Other films in the genre also pick up on this religious tension. In both The Witches and Blood on Satan's Claw, the coven base their activities in a deconsecrated church, as if drawing power from the collapse of the old faith. Stephanie's brother, Alan, tries to distance himself from the witchcraft in his village by retreating into a room stuffed full of religious paraphernalia where he plays endless church organ music - Kneale's brilliant metaphor for religion as a prison of the mind, a means of not dealing withthe reality outside it - just as Howie desperately botches together a makeshift wooden cross in another desconsecrated church to bolster his trembling resolve.



Stephanie taunts Gwen by telling her that if she "gives in" to belief in the supernatural, she will have "failed"; thus, the double bind in which witchcraft, or indeed any religion,traps unbelievers is that, if they cave in, the faith has won, and if they refuse to believe the "obvious truth" before them - in the form of demons or whatever - they will not have the power to stand against it. This is what Christoper Lee's Duke de Richleau means, in The Devil Rides Out, when he tells Paul Eddington's character "You are the weak link - because you do not believe." It is almost as if the sceptic is co-erced into believing in order to defend themselves - another way in which witchcraft in these movies triumphs. Notice how Stephanie subsumes the threat of Gwen's hostility by making her part of the coven. Jay is brought - literally - into the inner circle and actually thanked for playing his part in the rite while Howie, of course, is honoured as the cherished centre of the islanders' ceremony.

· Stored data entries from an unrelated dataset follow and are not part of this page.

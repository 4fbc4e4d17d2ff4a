//! Session manager (C7): per-session keys, balance accounting,
//! cloaked-key lookup for inbound `Crypt` layers, and hop selection
//! for outbound circuit construction.

mod error;
mod manager;
mod session;

pub use error::{Result, SessionError};
pub use manager::SessionManager;
pub use session::Session;
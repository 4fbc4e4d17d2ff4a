//! Onion layer / registry error taxonomy.

use indra_crypto::CryptoError;
use indra_splice::SpliceError;
use thiserror::Error;

#[derive(Error, Debug)]
pub enum CoreError {
    #[error(transparent)]
    Splice(#[from] SpliceError),

    #[error(transparent)]
    Crypto(#[from] CryptoError),

    #[error("unrecognised magic: {0:?}")]
    UnknownMagic([u8; 4]),

    #[error("no cloak match for this hop")]
    UnknownCloak,

    #[error("session expired")]
    SessionExpired,

    #[error("layer chain is incomplete: {0} expects an inner layer")]
    MissingInner(&'static str),

    #[error("a layer was wrapped onto a terminal layer: {0}")]
    TerminalLayer(&'static str),
}

pub type Result<T> = std::result::Result<T, CoreError>;
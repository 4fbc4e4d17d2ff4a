//! `Route`: a client's request, via an introducer, to open a
//! rendezvous with a hidden service.
//!
//! Mirrors the original's two-phase shape: a cleartext header the
//! introducer can always read (who the service is, addressed by
//! cloak tag), and a body only the hidden service's private key can
//! decrypt, carrying the three reply ciphers/nonces and the routing
//! header the service should answer through.

use indra_crypto::{
    encipher, shared_secret, CloakedKey, Id, Iv, PrivateKey, PublicKey, CLOAK_LEN, ID_LEN,
    IV_LEN, PUBLIC_KEY_LEN,
};
use indra_splice::Splice;

use crate::error::{CoreError, Result};
use crate::header::{RoutingHeader, ROUTING_HEADER_LEN};

#[derive(Debug, Clone)]
pub enum RouteBody {
    Ciphertext(Vec<u8>),
    Decoded {
        id: Id,
        ciphers: [[u8; 32]; 3],
        nonces: [Iv; 3],
        routing_header: RoutingHeader,
    },
}

const DECODED_BODY_LEN: usize = ID_LEN + 32 * 3 + IV_LEN * 3 + ROUTING_HEADER_LEN;

#[derive(Debug, Clone)]
pub struct Route {
    pub hidden_service: CloakedKey,
    pub sender_pub: PublicKey,
    pub iv: Iv,
    pub body: RouteBody,
}

impl Route {
    pub fn field_len(&self) -> usize {
        CLOAK_LEN
            + PUBLIC_KEY_LEN
            + IV_LEN
            + match &self.body {
                RouteBody::Ciphertext(bytes) => bytes.len(),
                RouteBody::Decoded { .. } => DECODED_BODY_LEN,
            }
    }

    pub fn encode_fields(&self, splice: &mut Splice) -> Result<()> {
        splice.write_cloaked(&self.hidden_service)?;
        splice.write_pubkey(&self.sender_pub)?;
        splice.write_iv(&self.iv)?;
        match &self.body {
            RouteBody::Ciphertext(bytes) => {
                splice.write_raw(bytes)?;
            }
            RouteBody::Decoded {
                id,
                ciphers,
                nonces,
                routing_header,
            } => {
                splice.write_id(id)?;
                splice.write_hash_triple(ciphers)?;
                splice.write_iv_triple(nonces)?;
                routing_header.encode(splice)?;
            }
        }
        Ok(())
    }

    pub fn decode(splice: &mut Splice) -> Result<Self> {
        let hidden_service = splice.read_cloaked()?;
        let sender_pub = splice.read_pubkey()?;
        let iv = splice.read_iv()?;
        let ciphertext = splice.take_to_end();
        Ok(Self {
            hidden_service,
            sender_pub,
            iv,
            body: RouteBody::Ciphertext(ciphertext),
        })
    }

    /// Decrypt with the hidden service's private key, once the
    /// introducer has located it via the cloak tag.
    pub fn decrypt(&mut self, service_prv: &PrivateKey) -> Result<()> {
        let ciphertext = match std::mem::replace(&mut self.body, RouteBody::Ciphertext(Vec::new()))
        {
            RouteBody::Ciphertext(bytes) => bytes,
            decoded @ RouteBody::Decoded { .. } => {
                self.body = decoded;
                return Err(CoreError::TerminalLayer("route already decrypted"));
            }
        };
        let key = shared_secret(service_prv, &self.sender_pub)?;
        let mut plaintext = ciphertext;
        encipher(&key, &self.iv, &mut plaintext);
        let mut reader = Splice::from_bytes(plaintext);
        let id = reader.read_id()?;
        let ciphers = reader.read_hash_triple()?;
        let nonces = reader.read_iv_triple()?;
        let routing_header = RoutingHeader::decode(&mut reader)?;
        self.body = RouteBody::Decoded {
            id,
            ciphers,
            nonces,
            routing_header,
        };
        Ok(())
    }
}

#[cfg(test)]
mod tests {
    use super::*;
    use indra_crypto::{cloak, Identity};

    fn sample_header() -> RoutingHeader {
        let seg = || crate::header::ReplySegment {
            to_header: cloak(&Identity::generate().public),
            from_pub: Identity::generate().public,
            iv: [1u8; IV_LEN],
        };
        RoutingHeader {
            segments: [seg(), seg(), seg()],
        }
    }

    #[test]
    fn decrypts_with_service_key() {
        let service = Identity::generate();
        let sender = Identity::generate();
        let iv = [2u8; IV_LEN];

        let mut plain = Splice::with_capacity(DECODED_BODY_LEN);
        plain.write_id(&[5u8; ID_LEN]).unwrap();
        plain.write_hash_triple(&[[1u8; 32]; 3]).unwrap();
        plain.write_iv_triple(&[[2u8; IV_LEN]; 3]).unwrap();
        sample_header().encode(&mut plain).unwrap();
        let mut bytes = plain.into_bytes();
        let key = shared_secret(&sender.private, &service.public).unwrap();
        encipher(&key, &iv, &mut bytes);

        let mut route = Route {
            hidden_service: cloak(&service.public),
            sender_pub: sender.public,
            iv,
            body: RouteBody::Ciphertext(bytes),
        };
        route.decrypt(&service.private).unwrap();
        match route.body {
            RouteBody::Decoded { id, .. } => assert_eq!(id, [5u8; ID_LEN]),
            _ => panic!("expected decoded body"),
        }
    }
}
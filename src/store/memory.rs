//! In-memory repositories for tests and embedding
//!
//! Clones share state, so a test can hold one handle while the engine
//! holds another.

use std::collections::HashMap;
use std::sync::{Arc, Mutex};

use crate::errors::{MemoirError, Result};
use crate::schemas::{Draft, Session};

use super::{DraftRepository, SessionRepository};

#[derive(Default)]
struct Inner {
    sessions: HashMap<String, Session>,
    drafts: HashMap<String, Draft>,
}

/// Shared in-memory session and draft store
#[derive(Clone, Default)]
pub struct MemoryStore {
    inner: Arc<Mutex<Inner>>,
}

impl MemoryStore {
    /// Create an empty store
    pub fn new() -> Self {
        Self::default()
    }

    /// Insert or replace a session
    pub fn put_session(&self, session: Session) {
        let mut inner = self.inner.lock().expect("memory store poisoned");
        inner.sessions.insert(session.id.clone(), session);
    }
}

impl SessionRepository for MemoryStore {
    fn session(&self, id: &str) -> Result<Session> {
        let inner = self.inner.lock().expect("memory store poisoned");
        inner
            .sessions
            .get(id)
            .cloned()
            .ok_or_else(|| MemoirError::SessionNotFound(id.to_string()))
    }
}

impl DraftRepository for MemoryStore {
    fn draft(&self, id: &str) -> Result<Draft> {
        let inner = self.inner.lock().expect("memory store poisoned");
        inner
            .drafts
            .get(id)
            .cloned()
            .ok_or_else(|| MemoirError::DraftNotFound(id.to_string()))
    }

    fn draft_for_session(&self, session_id: &str) -> Result<Option<Draft>> {
        let inner = self.inner.lock().expect("memory store poisoned");
        Ok(inner
            .drafts
            .values()
            .find(|d| d.session_id == session_id)
            .cloned())
    }

    fn save(&self, draft: &Draft, expected_version: Option<u32>) -> Result<()> {
        let mut inner = self.inner.lock().expect("memory store poisoned");
        match expected_version {
            None => {
                if let Some(existing) = inner
                    .drafts
                    .values()
                    .find(|d| d.session_id == draft.session_id)
                {
                    return Err(MemoirError::VersionConflict {
                        draft_id: existing.id.clone(),
                        expected: 0,
                        found: existing.version,
                    });
                }
            }
            Some(expected) => {
                let stored = inner
                    .drafts
                    .get(&draft.id)
                    .ok_or_else(|| MemoirError::DraftNotFound(draft.id.clone()))?;
                if stored.version != expected {
                    return Err(MemoirError::VersionConflict {
                        draft_id: draft.id.clone(),
                        expected,
                        found: stored.version,
                    });
                }
            }
        }
        inner.drafts.insert(draft.id.clone(), draft.clone());
        Ok(())
    }

    fn list(&self) -> Result<Vec<Draft>> {
        let inner = self.inner.lock().expect("memory store poisoned");
        Ok(inner.drafts.values().cloned().collect())
    }
}

#[cfg(test)]
mod tests {
    use super::*;
    use crate::schemas::{DraftContent, DraftProgress, Stage};

    fn make_draft(id: &str, session_id: &str) -> Draft {
        Draft::new(
            id.to_string(),
            session_id.to_string(),
            "u-1".to_string(),
            Stage::FirstDraft,
            DraftContent::default(),
            DraftProgress::default(),
            1,
            3,
        )
    }

    #[test]
    fn test_session_not_found() {
        let store = MemoryStore::new();
        let error = store.session("missing").unwrap_err();
        assert_eq!(error.code(), "SESSION_NOT_FOUND");
    }

    #[test]
    fn test_put_and_get_session() {
        let store = MemoryStore::new();
        store.put_session(Session::new("s-1".to_string(), "u-1".to_string()));
        assert_eq!(store.session("s-1").unwrap().user_id, "u-1");
    }

    #[test]
    fn test_create_and_load_draft() {
        let store = MemoryStore::new();
        let draft = make_draft("d-1", "s-1");
        store.save(&draft, None).unwrap();

        assert_eq!(store.draft("d-1").unwrap().id, "d-1");
        assert_eq!(
            store.draft_for_session("s-1").unwrap().unwrap().id,
            "d-1"
        );
        assert!(store.draft_for_session("s-2").unwrap().is_none());
    }

    #[test]
    fn test_create_conflicts_with_existing_session_draft() {
        let store = MemoryStore::new();
        store.save(&make_draft("d-1", "s-1"), None).unwrap();

        let error = store.save(&make_draft("d-2", "s-1"), None).unwrap_err();
        assert_eq!(error.code(), "VERSION_CONFLICT");
    }

    #[test]
    fn test_save_checks_expected_version() {
        let store = MemoryStore::new();
        let draft = make_draft("d-1", "s-1");
        store.save(&draft, None).unwrap();

        let updated = draft.clone().bump_version();
        store.save(&updated, Some(1)).unwrap();
        assert_eq!(store.draft("d-1").unwrap().version, 2);

        // A second writer that also read version 1 loses
        let stale = draft.bump_version();
        let error = store.save(&stale, Some(1)).unwrap_err();
        assert!(matches!(
            error,
            MemoirError::VersionConflict { expected: 1, found: 2, .. }
        ));
    }

    #[test]
    fn test_clones_share_state() {
        let store = MemoryStore::new();
        let clone = store.clone();
        store.put_session(Session::new("s-1".to_string(), "u-1".to_string()));
        assert!(clone.session("s-1").is_ok());
    }
}
//! Init command - Create the .memoir data root

use std::path::Path;

use crate::errors::{MemoirError, Result};
use crate::fs::{self, get_config_path, get_drafts_dir, get_memoir_dir, get_sessions_dir};
use crate::schemas::EngineConfig;

/// Initialize a memoir data root in the working directory
pub async fn run(cwd: Option<&Path>, force: bool, dry_run: bool) -> Result<()> {
    let root = fs::resolve_cwd(cwd);
    let memoir_dir = get_memoir_dir(&root);

    if memoir_dir.exists() && !force {
        return Err(MemoirError::ConfigError(format!(
            "{} already exists (use --force to reinitialize)",
            memoir_dir.display()
        )));
    }

    if dry_run {
        println!("Would initialize memoir data root at {}", memoir_dir.display());
        return Ok(());
    }

    std::fs::create_dir_all(get_sessions_dir(&root))?;
    std::fs::create_dir_all(get_drafts_dir(&root))?;
    fs::write_json(&get_config_path(&root), &EngineConfig::default())?;

    println!("Initialized memoir data root at {}", memoir_dir.display());
    Ok(())
}

#[cfg(test)]
mod tests {
    use super::*;
    use tempfile::TempDir;

    #[tokio::test]
    async fn test_init_creates_layout() {
        let temp = TempDir::new().unwrap();
        run(Some(temp.path()), false, false).await.unwrap();

        assert!(temp.path().join(".memoir/sessions").is_dir());
        assert!(temp.path().join(".memoir/drafts").is_dir());
        assert!(temp.path().join(".memoir/config.json").is_file());
    }

    #[tokio::test]
    async fn test_init_refuses_existing_without_force() {
        let temp = TempDir::new().unwrap();
        run(Some(temp.path()), false, false).await.unwrap();

        let error = run(Some(temp.path()), false, false).await.unwrap_err();
        assert_eq!(error.code(), "CONFIG_ERROR");

        run(Some(temp.path()), true, false).await.unwrap();
    }

    #[tokio::test]
    async fn test_init_dry_run_writes_nothing() {
        let temp = TempDir::new().unwrap();
        run(Some(temp.path()), false, true).await.unwrap();
        assert!(!temp.path().join(".memoir").exists());
    }
}
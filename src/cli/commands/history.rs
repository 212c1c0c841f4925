//! History command - Audit trail of a draft

use std::path::Path;

use chrono::{DateTime, Utc};

use crate::errors::{MemoirError, Result};
use crate::schemas::{HistoryFilter, TransitionAction, TriggeredBy};

use super::open_engine;

fn parse_instant(value: &str, flag: &str) -> Result<DateTime<Utc>> {
    DateTime::parse_from_rfc3339(value)
        .map(|dt| dt.with_timezone(&Utc))
        .map_err(|e| MemoirError::ConfigError(format!("Invalid --{} value '{}': {}", flag, value, e)))
}

/// Show the audit trail of a draft, optionally filtered
pub async fn run(
    cwd: Option<&Path>,
    id: &str,
    action: Option<&str>,
    actor: Option<&str>,
    from: Option<&str>,
    to: Option<&str>,
    json: bool,
) -> Result<()> {
    let mut filter = HistoryFilter::default();
    if let Some(action) = action {
        filter.action = Some(
            action
                .parse::<TransitionAction>()
                .map_err(MemoirError::ConfigError)?,
        );
    }
    if let Some(actor) = actor {
        filter.triggered_by = Some(if actor == "system" {
            TriggeredBy::System
        } else {
            TriggeredBy::Admin { id: actor.to_string() }
        });
    }
    if let Some(from) = from {
        filter.from = Some(parse_instant(from, "from")?);
    }
    if let Some(to) = to {
        filter.to = Some(parse_instant(to, "to")?);
    }

    let engine = open_engine(cwd)?;
    let records = engine.draft_history(id, &filter)?;

    if json {
        println!("{}", serde_json::to_string_pretty(&records).unwrap_or_default());
        return Ok(());
    }

    if records.is_empty() {
        println!("No matching history entries");
        return Ok(());
    }
    for record in &records {
        let from_stage = record
            .from_stage
            .map(|s| s.to_string())
            .unwrap_or_else(|| "-".to_string());
        println!(
            "{}  {}  {} -> {}  v{}  by {}  {}",
            record.occurred_at.to_rfc3339(),
            record.action,
            from_stage,
            record.to_stage,
            record.version,
            record.triggered_by,
            record.reason
        );
    }
    Ok(())
}
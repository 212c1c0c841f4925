//! Repositories for sessions and drafts
//!
//! The engine is written against these traits so it can be tested without
//! a live store. Saves take an optimistic-concurrency token: the stored
//! version must match the caller's expectation or the save fails with
//! `VersionConflict`, which is what makes draft version assignment a
//! compare-and-swap.

mod json;
mod memory;

use crate::errors::Result;
use crate::schemas::{Draft, Session};

pub use json::JsonStore;
pub use memory::MemoryStore;

/// Read-only access to the session store
pub trait SessionRepository {
    /// Load a session by id.
    ///
    /// # Errors
    /// * `SessionNotFound` - If no such session exists
    fn session(&self, id: &str) -> Result<Session>;
}

/// Read/write access to the draft store
pub trait DraftRepository {
    /// Load a draft by id.
    ///
    /// # Errors
    /// * `DraftNotFound` - If no such draft exists
    fn draft(&self, id: &str) -> Result<Draft>;

    /// Load the draft belonging to a session, if one exists.
    fn draft_for_session(&self, session_id: &str) -> Result<Option<Draft>>;

    /// Persist a draft with an optimistic concurrency check.
    ///
    /// `expected_version = None` means "create": the save fails if the
    /// session already has a draft. `Some(v)` means "replace": the stored
    /// draft's version must equal `v`.
    ///
    /// # Errors
    /// * `VersionConflict` - If the check fails
    fn save(&self, draft: &Draft, expected_version: Option<u32>) -> Result<()>;

    /// All drafts in the store.
    fn list(&self) -> Result<Vec<Draft>>;
}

It all ends darkly for Jay in Kill List, the quiet, very English applause that greets the slaughter of his wife and child an ironic counterpoint to the genuinely disturbing violence that has dominated the film to this point. The words of the high priest - that the sect is involved in "reconstruction" - echo in one's mind. What is being reconstructed? Society? Is it significant that the hitmens' victims are all avatars of the establishment - a priest, a librarian, an MP? Why the constant references to an incident in Kiev, a nebulous affair in the East involving security and bombs? Is this film covertly about Iraq, its post-traumatic effect on the English psyche (the massacre in the tunnels oddly recalls such films as Black Hawk Down with well-armed soldiers versus faceless insurgents)? And why that applause - does this old troubled squaddie need some long-denied approval..? Whatever the answer, the world portrayed reeks of manipulation, power and darkness, and it's the world of Britain today. The Wicker Man, by contrast, ends like a Shakespearean comedy with the entire cast singing and dancing (even poor old Howie is belting out a hymn). Has there ever been a happier ending in cinema history? Think about it - an entire community has come together, men, women and children, in the performance of a complex ritual and it's all gone to plan. Hooray! So let's leave it there - back in the Age of Aquarius and free love - with the ultimate triumph of paganism. The "evil" religion has won, but instead of the Cold War world of paranoia, fear of nuclear holocaust and an advanced science that we don't understand, there is convivial joy, smiling faces warmed by the setting sun, the sea breeze in our hair, and a boring, wooden Scotsman burning to death so we can have some good grub on our plates next year. And most importantly of all, there is the knowledge that we were all in it together.